_Data records_:
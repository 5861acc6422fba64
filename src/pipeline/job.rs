use std::path::PathBuf;

use tracing::info;

use crate::error::{ConfigError, PipelineError};
use crate::output::{DryRunEmitter, FileEmitter, OutputLayout};
use crate::slide::{SlideSource, TiffSlide};

use super::params::ProcessingParams;
use super::processor::{LevelProcessor, RunRequest};
use super::record::RunSummary;

/// One slide to mask, fully validated.
#[derive(Debug, Clone, PartialEq)]
pub struct SlideJob {
    pub input: PathBuf,
    pub output: PathBuf,
    pub params: ProcessingParams,
    pub request: RunRequest,

    /// Compute everything but write nothing
    pub dry_run: bool,
}

impl SlideJob {
    /// Open the input slide, process it and write the outputs.
    pub async fn run(&self) -> Result<RunSummary, PipelineError> {
        if !self.input.is_file() {
            return Err(ConfigError::InputNotFound(self.input.clone()).into());
        }

        let slide = TiffSlide::open_path(&self.input).await?;
        info!(
            slide = %self.input.display(),
            format = slide.format().name(),
            levels = slide.level_count(),
            "Opened slide"
        );

        let layout = OutputLayout::new(&self.output, self.params.output_mode);
        let processor = LevelProcessor::new(&slide, self.params.clone(), layout);

        if self.dry_run {
            processor.run(&self.request, &DryRunEmitter).await
        } else {
            processor.run(&self.request, &FileEmitter::new()).await
        }
    }
}
//! Level processing.
//!
//! A run builds the canonical mask once, then walks the requested levels in
//! request order:
//!
//! ```text
//! read mask level ─► generate ─► clean? ─┐
//!                                        ▼
//! for each level: read ─► scale mask ─► apply ─► Emitter
//! ```
//!
//! All file output goes through an [`Emitter`]; a dry run passes a
//! [`DryRunEmitter`](crate::output::DryRunEmitter) and the computed record is
//! identical.

use image::RgbImage;
use tracing::{debug, error, info, warn};

use crate::error::{ConfigError, PipelineError};
use crate::mask::{self, BinaryMask, GeneratedMask, MaskedLevel};
use crate::output::{Emitter, OutputLayout};
use crate::slide::{select_mask_level, LevelDescriptor, SlideSource, DEFAULT_MASK_MAX_DIMENSION};

use super::params::{LevelSelection, ProcessingParams};
use super::plan::PyramidPlan;
use super::record::{LevelResult, LevelResults, OutputRecord, ProcessingRecord, RunRecord, RunSummary};

/// What to process in one run.
#[derive(Debug, Clone, Default, PartialEq, Eq)]
pub struct RunRequest {
    pub levels: LevelSelection,

    /// Level the mask is computed on; chosen automatically when `None`
    pub mask_level: Option<usize>,

    /// Also export the canonical mask as a PNG
    pub save_mask: bool,
}

/// Runs the masking pipeline over one slide.
pub struct LevelProcessor<'a, S: SlideSource + ?Sized> {
    slide: &'a S,
    params: ProcessingParams,
    layout: OutputLayout,
}

impl<'a, S: SlideSource + ?Sized> LevelProcessor<'a, S> {
    pub fn new(slide: &'a S, params: ProcessingParams, layout: OutputLayout) -> Self {
        Self {
            slide,
            params,
            layout,
        }
    }

    pub fn params(&self) -> &ProcessingParams {
        &self.params
    }

    pub fn layout(&self) -> &OutputLayout {
        &self.layout
    }

    /// Resolve the level selection against the slide's catalog.
    pub fn validate_levels(&self, selection: &LevelSelection) -> Result<Vec<usize>, ConfigError> {
        selection.resolve(self.slide.level_count())
    }

    /// Mask level: the override if given, otherwise the finest level that
    /// fits within [`DEFAULT_MASK_MAX_DIMENSION`].
    pub fn mask_level(&self, requested: Option<usize>) -> Result<usize, ConfigError> {
        let count = self.slide.level_count();
        if count == 0 {
            return Err(ConfigError::NoLevels);
        }

        let level = requested
            .unwrap_or_else(|| select_mask_level(self.slide.levels(), DEFAULT_MASK_MAX_DIMENSION));
        if level >= count {
            return Err(ConfigError::UnknownLevels {
                invalid: vec![level],
                available: count,
            });
        }
        Ok(level)
    }

    /// Read the mask level and compute the canonical mask.
    pub async fn build_mask(&self, level: usize) -> Result<GeneratedMask, PipelineError> {
        let pixels = self.slide.read_level(level).await?;
        let mut generated = mask::generate(&pixels, &self.params.threshold_params());

        debug!(
            level = level,
            threshold = generated.threshold,
            tissue_pixels = generated.mask.tissue_count(),
            "Generated mask"
        );

        if self.params.clean_mask {
            generated.mask = mask::clean(&generated.mask, self.params.min_area_pixels);
            debug!(
                min_area = self.params.min_area_pixels,
                tissue_pixels = generated.mask.tissue_count(),
                "Cleaned mask"
            );
        }

        Ok(generated)
    }

    /// Read one level and apply the canonical mask to it.
    pub async fn process_level(
        &self,
        level: usize,
        canonical: &BinaryMask,
    ) -> Result<MaskedLevel, PipelineError> {
        let pixels = self.slide.read_level(level).await?;

        let masked = if pixels.dimensions() == canonical.dimensions() {
            mask::apply(&pixels, canonical)?
        } else {
            let scaled = mask::scale(canonical, pixels.width(), pixels.height());
            mask::apply(&pixels, &scaled)?
        };

        debug!(
            level = level,
            tissue_percentage = masked.tissue_percentage,
            "Processed level"
        );
        Ok(masked)
    }

    /// Run the whole pipeline and hand every output to `emitter`.
    ///
    /// Configuration problems and mask failures abort before anything is
    /// written. In per-level mode a failing level is reported in
    /// [`RunSummary::failed_levels`] and the run continues; in pyramid mode
    /// any failure aborts. Metadata is written last.
    pub async fn run<E: Emitter + ?Sized>(
        &self,
        request: &RunRequest,
        emitter: &E,
    ) -> Result<RunSummary, PipelineError> {
        let levels = self.validate_levels(&request.levels)?;
        let mask_level = self.mask_level(request.mask_level)?;
        let descriptors = levels
            .iter()
            .map(|&level| self.descriptor(level))
            .collect::<Result<Vec<_>, _>>()?;

        info!(
            slide = %self.slide.info().name,
            levels = ?levels,
            mask_level = mask_level,
            pyramid = self.params.is_pyramid(),
            "Processing slide"
        );

        let generated = self.build_mask(mask_level).await?;

        if request.save_mask {
            emitter.write_mask(&self.layout.mask_path(), &generated.mask)?;
        }

        let (results, failed_levels, output) = if self.params.is_pyramid() {
            let (results, output) = self.run_pyramid(&descriptors, &generated.mask, emitter).await?;
            (results, Vec::new(), Some(output))
        } else {
            let (results, failed) = self.run_per_level(&descriptors, &generated.mask, emitter).await;
            (results, failed, None)
        };

        let record = RunRecord {
            slide_info: self.slide.info().clone(),
            processing_params: ProcessingRecord::new(
                &self.params,
                generated.threshold,
                mask_level,
                levels,
            ),
            levels: results,
            output,
        };
        emitter.write_metadata(&self.layout.metadata_path(), &record)?;

        let summary = RunSummary {
            record,
            failed_levels,
        };
        info!(
            succeeded = summary.succeeded_levels().len(),
            failed = summary.failed_levels.len(),
            "Finished slide"
        );
        Ok(summary)
    }

    fn descriptor(&self, level: usize) -> Result<LevelDescriptor, ConfigError> {
        self.slide
            .level_descriptor(level)
            .ok_or_else(|| ConfigError::UnknownLevels {
                invalid: vec![level],
                available: self.slide.level_count(),
            })
    }

    async fn run_per_level<E: Emitter + ?Sized>(
        &self,
        descriptors: &[LevelDescriptor],
        canonical: &BinaryMask,
        emitter: &E,
    ) -> (LevelResults, Vec<(usize, String)>) {
        let mut results = Vec::with_capacity(descriptors.len());
        let mut failed = Vec::new();

        for descriptor in descriptors {
            let level = descriptor.index;
            let mut result = LevelResult::new(descriptor);

            let outcome = match self.process_level(level, canonical).await {
                Ok(masked) => {
                    result.tissue_percentage = Some(masked.tissue_percentage);
                    let path = self.layout.level_path(level);
                    emitter
                        .write_level(&path, &masked.image, self.params.compression)
                        .map(|()| path)
                        .map_err(PipelineError::from)
                }
                Err(e) => Err(e),
            };

            match outcome {
                Ok(path) => result.output_path = Some(path.display().to_string()),
                Err(e) => {
                    error!(level = level, error = %e, "Level failed");
                    failed.push((level, e.to_string()));
                }
            }
            results.push(result);
        }

        (LevelResults(results), failed)
    }

    async fn run_pyramid<E: Emitter + ?Sized>(
        &self,
        descriptors: &[LevelDescriptor],
        canonical: &BinaryMask,
        emitter: &E,
    ) -> Result<(LevelResults, OutputRecord), PipelineError> {
        let mut results = Vec::with_capacity(descriptors.len());
        let mut processed: Vec<(usize, RgbImage)> = Vec::with_capacity(descriptors.len());

        for descriptor in descriptors {
            let masked = self.process_level(descriptor.index, canonical).await?;
            let mut result = LevelResult::new(descriptor);
            result.tissue_percentage = Some(masked.tissue_percentage);
            results.push(result);
            processed.push((descriptor.index, masked.image));
        }
        processed.sort_by_key(|(level, _)| *level);

        let path = self.layout.output_path();
        let compression = self.params.compression;
        let plan = PyramidPlan::choose(processed.len(), emitter.supports_pyramid());

        let written: Vec<usize> = match plan {
            PyramidPlan::MultiPage => {
                let pages: Vec<&RgbImage> = processed.iter().map(|(_, image)| image).collect();
                emitter.write_pyramid(path, &pages, compression)?;
                processed.iter().map(|(level, _)| *level).collect()
            }
            PyramidPlan::Single | PyramidPlan::Fallback => {
                let (level, image) = processed.first().ok_or(ConfigError::NoLevels)?;
                if plan == PyramidPlan::Fallback {
                    warn!(
                        level = *level,
                        dropped = processed.len() - 1,
                        "Writer cannot store multiple pages; keeping only the highest-resolution level"
                    );
                }
                emitter.write_level(path, image, compression)?;
                vec![*level]
            }
        };

        let path_str = path.display().to_string();
        for result in results.iter_mut().filter(|r| written.contains(&r.level)) {
            result.output_path = Some(path_str.clone());
        }

        let output = OutputRecord {
            path: path_str,
            is_pyramid: plan == PyramidPlan::MultiPage,
            fallback: plan == PyramidPlan::Fallback,
        };
        Ok((LevelResults(results), output))
    }
}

_Exercise requirements_: Give back exactly the lines of the listing above that run from the line with "Run the whole" to the line with "in pyramid mode", inclusive.

_Answer box_:
    /// Run the whole pipeline and hand every output to `emitter`.
    ///
    /// Configuration problems and mask failures abort before anything is
    /// written. In per-level mode a failing level is reported in
    /// [`RunSummary::failed_levels`] and the run continues; in pyramid mode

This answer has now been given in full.